Cet automne, la journaliste Sarah Seltzer s’était elle aussi interrogée, dans le magazine Timesur les raisons pour lesquelles – ainsi que le formulait le titre de son article – “les rôles de femmes juives à Hollywood reviennent rarement à des actrices juives”. Elle citait, entre autres exemples, le cas de Felicity Jones interprétant l’ancienne juge de la Cour suprême Ruth Bader Ginsburg dans le film Une femme d’exception (2018). Comme le précise Seltzer, parler de racisme ou d’appropriation culturelle dans de tels cas serait une erreur, dans la mesure où “la judéité échappe aux catégories raciales, religieuses et ethniques – pour certains, être juif relève de l’une de ces catégories, pour d’autres, des trois à la fois – et parce que les Juifs qui sont Blancs jouissent eux aussi du privilège blanc aux États-Unis”.

“Quelque chose cloche”

Mais, le déséquilibre que percevait cette journaliste – “alors que, précisait-elle, on ne manque pas d’acteurs juifs à Hollywood” – serait “le signe que quelque chose cloche. Comme si le fait de laisser une actrice juive jouer un rôle de juive se heurtait à une barrière dont on n’avait pas conscience qu’elle existait encore”.
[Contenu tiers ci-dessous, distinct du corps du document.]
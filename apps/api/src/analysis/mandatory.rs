//! Mandatory labor-law rules the analyzer must check first.
//!
//! Any contract text matching one of these patterns is a violation of a
//! mandatory provision, regardless of what the parties agreed.

#[derive(Debug, Clone, Copy)]
pub struct MandatoryRule {
    pub rule_id: &'static str,
    pub category: &'static str,
    pub risk_pattern: &'static str,
    pub legal_reference: &'static str,
    pub explanation: &'static str,
    pub script: &'static str,
}

pub const MANDATORY_RISK_CLAUSES: [MandatoryRule; 6] = [
    MandatoryRule {
        rule_id: "mandatory_labor_01",
        category: "근로기준법 위반",
        risk_pattern: "퇴사 시 위약금이나 손해배상액을 미리 금액으로 정해둠",
        legal_reference: "근로기준법 제20조 (위약 예정의 금지)",
        explanation: "그만둔다는 이유로 미리 정한 벌금을 물리는 약정은 무효입니다. 실제 발생한 손해만 청구할 수 있습니다.",
        script: "근로기준법 제20조에 따라 근로계약 불이행에 대한 위약금 예정 약정은 무효이므로 해당 조항 삭제를 요청드립니다.",
    },
    MandatoryRule {
        rule_id: "mandatory_labor_02",
        category: "근로기준법 위반",
        risk_pattern: "연장·야간·휴일근로에 50% 가산수당이 없거나 통상임금만 지급",
        legal_reference: "근로기준법 제56조 (연장·야간 및 휴일 근로)",
        explanation: "연장, 야간(22시 이후), 휴일 근무에는 통상임금의 1.5배를 지급해야 합니다.",
        script: "근로기준법 제56조에 따라 연장·야간·휴일근로에는 통상임금의 50%를 가산해 지급해 주셔야 합니다.",
    },
    MandatoryRule {
        rule_id: "mandatory_wage_01",
        category: "최저임금법 위반",
        risk_pattern: "시급 환산 시 법정 최저임금(2025년 10,030원)보다 낮음",
        legal_reference: "최저임금법 제6조 (최저임금의 효력)",
        explanation: "월급을 근무시간으로 나눈 금액이 최저시급보다 낮으면 형사처벌 대상입니다.",
        script: "계약서상 급여를 시급으로 환산하면 최저임금에 미달합니다. 2025년 최저시급 10,030원 기준으로 수정을 요청드립니다.",
    },
    MandatoryRule {
        rule_id: "mandatory_labor_03",
        category: "근로기준법 위반",
        risk_pattern: "4시간 근무 시 30분, 8시간 근무 시 1시간의 휴게시간을 보장하지 않음",
        legal_reference: "근로기준법 제54조 (휴게)",
        explanation: "휴게시간은 근로시간 도중에 반드시 주어야 하며 '알아서 쉬라'는 식은 위법입니다.",
        script: "근로기준법 제54조에 따라 4시간 근무 시 30분, 8시간 근무 시 1시간 이상의 휴게시간을 명시해 주세요.",
    },
    MandatoryRule {
        rule_id: "mandatory_retirement_01",
        category: "근로자퇴직급여보장법 위반",
        risk_pattern: "퇴직금 없음, 퇴직금은 월급에 포함 등의 문구",
        legal_reference: "근로자퇴직급여보장법 제8조 (퇴직금제도의 설정)",
        explanation: "1년 이상, 주 15시간 이상 일하면 퇴직금을 받아야 하며 월급에 포함시키는 약정은 위법입니다.",
        script: "근로자퇴직급여보장법 제8조에 따라 계속근로 1년당 30일분 이상의 평균임금을 퇴직금으로 지급하는 조항 추가를 요청드립니다.",
    },
    MandatoryRule {
        rule_id: "mandatory_subcontract_01",
        category: "하도급법 위반",
        risk_pattern: "횟수 제한 없는 무상 수정, 갑이 만족할 때까지 수정 등의 문구",
        legal_reference: "하도급거래 공정화에 관한 법률 제3조의4 (부당한 특약 금지)",
        explanation: "대금은 고정인데 수정은 끝없이 요구하는 특약은 부당합니다. 무상 수정 횟수를 정해야 합니다.",
        script: "무제한 수정 요구는 부당한 특약에 해당할 수 있습니다. '무상 수정 2회, 이후 유상'으로 수정을 요청드립니다.",
    },
];

/// Numbered rule blocks injected into the analysis prompt: the pattern to look
/// for, then the explanation and script the model should reuse when it matches.
pub fn reference_lines() -> String {
    MANDATORY_RISK_CLAUSES
        .iter()
        .enumerate()
        .map(|(i, rule)| {
            format!(
                "{}. [{}] {} / {} - {}\n   설명: {}\n   협상 문구: {}",
                i + 1,
                rule.rule_id,
                rule.category,
                rule.legal_reference,
                rule.risk_pattern,
                rule.explanation,
                rule.script
            )
        })
        .collect::<Vec<_>>()
        .join("\n")
}

#[cfg(test)]
mod tests {
    use super::*;

    #[test]
    fn test_rule_ids_are_unique() {
        let mut ids: Vec<_> = MANDATORY_RISK_CLAUSES.iter().map(|r| r.rule_id).collect();
        ids.sort();
        ids.dedup();
        assert_eq!(ids.len(), MANDATORY_RISK_CLAUSES.len());
    }

    #[test]
    fn test_reference_lines_are_numbered() {
        let lines = reference_lines();
        let numbered: Vec<_> = lines
            .lines()
            .filter(|l| l.starts_with(|c: char| c.is_ascii_digit()))
            .collect();
        assert_eq!(numbered.len(), 6);
        assert!(numbered[0].starts_with("1. [mandatory_labor_01] 근로기준법 위반 / 근로기준법 제20조"));
        assert!(numbered[5].starts_with("6. [mandatory_subcontract_01] 하도급법 위반 / 하도급거래"));
    }

    #[test]
    fn test_every_rule_carries_explanation_and_script() {
        let lines = reference_lines();
        for rule in &MANDATORY_RISK_CLAUSES {
            assert!(lines.contains(rule.explanation));
            assert!(lines.contains(rule.script));
        }
        assert_eq!(lines.matches("   설명: ").count(), 6);
        assert_eq!(lines.matches("   협상 문구: ").count(), 6);
    }
}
Pour Seltzer, le problème plus général est celui d’“une forme d’exclusion subtile” et d’“opportunités manquées” pour les acteurs appartenant à des minorités quelles qu’elles soient. “Même quand les histoires de groupes marginalisés sont portées à l’écran, elles sont toujours légèrement édulcorées pour être conforme aux attentes d’un public blanc ou appartenant à la norme dominante”, estime-t-elle.

De la valeur de l’“expérience vécue”

Invité à s’exprimer dans le même article du Jewish Chronicle que Maureen Lipman, le dramaturge Patrick Marber s’agace lui de voir ressurgir ce genre de débats. Il critique notamment la notion d’“expérience vécue”, dont d’aucuns estiment qu’elle devrait entrer en ligne de compte dans le casting de personnages appartenant à des minorités.

Pour ce grand nom du théâtre britannique, l’argument de l’expérience vécue constitue au contraire “une forme de déni de la nature même de la créativité. Il nie aux acteurs ce droit, qui est aussi un défi essentiel, de se mettre dans la peau de quelqu’un d’autre afin d’interpréter un être humain d’une autre époque, d’une autre culture, d’une autre religion, d’une autre sexualité ou d’un autre genre”.

“Nous les Juifs, devons être ouverts et généreux, affirme-t-il. Je pense qu’un non-Juif peut jouer un Juif et que le contraire est aussi valable.” Il ajoute :

Certes je n’aime pas quand les personnages juifs sont mal joués, mais je déteste encore plus les quotas.”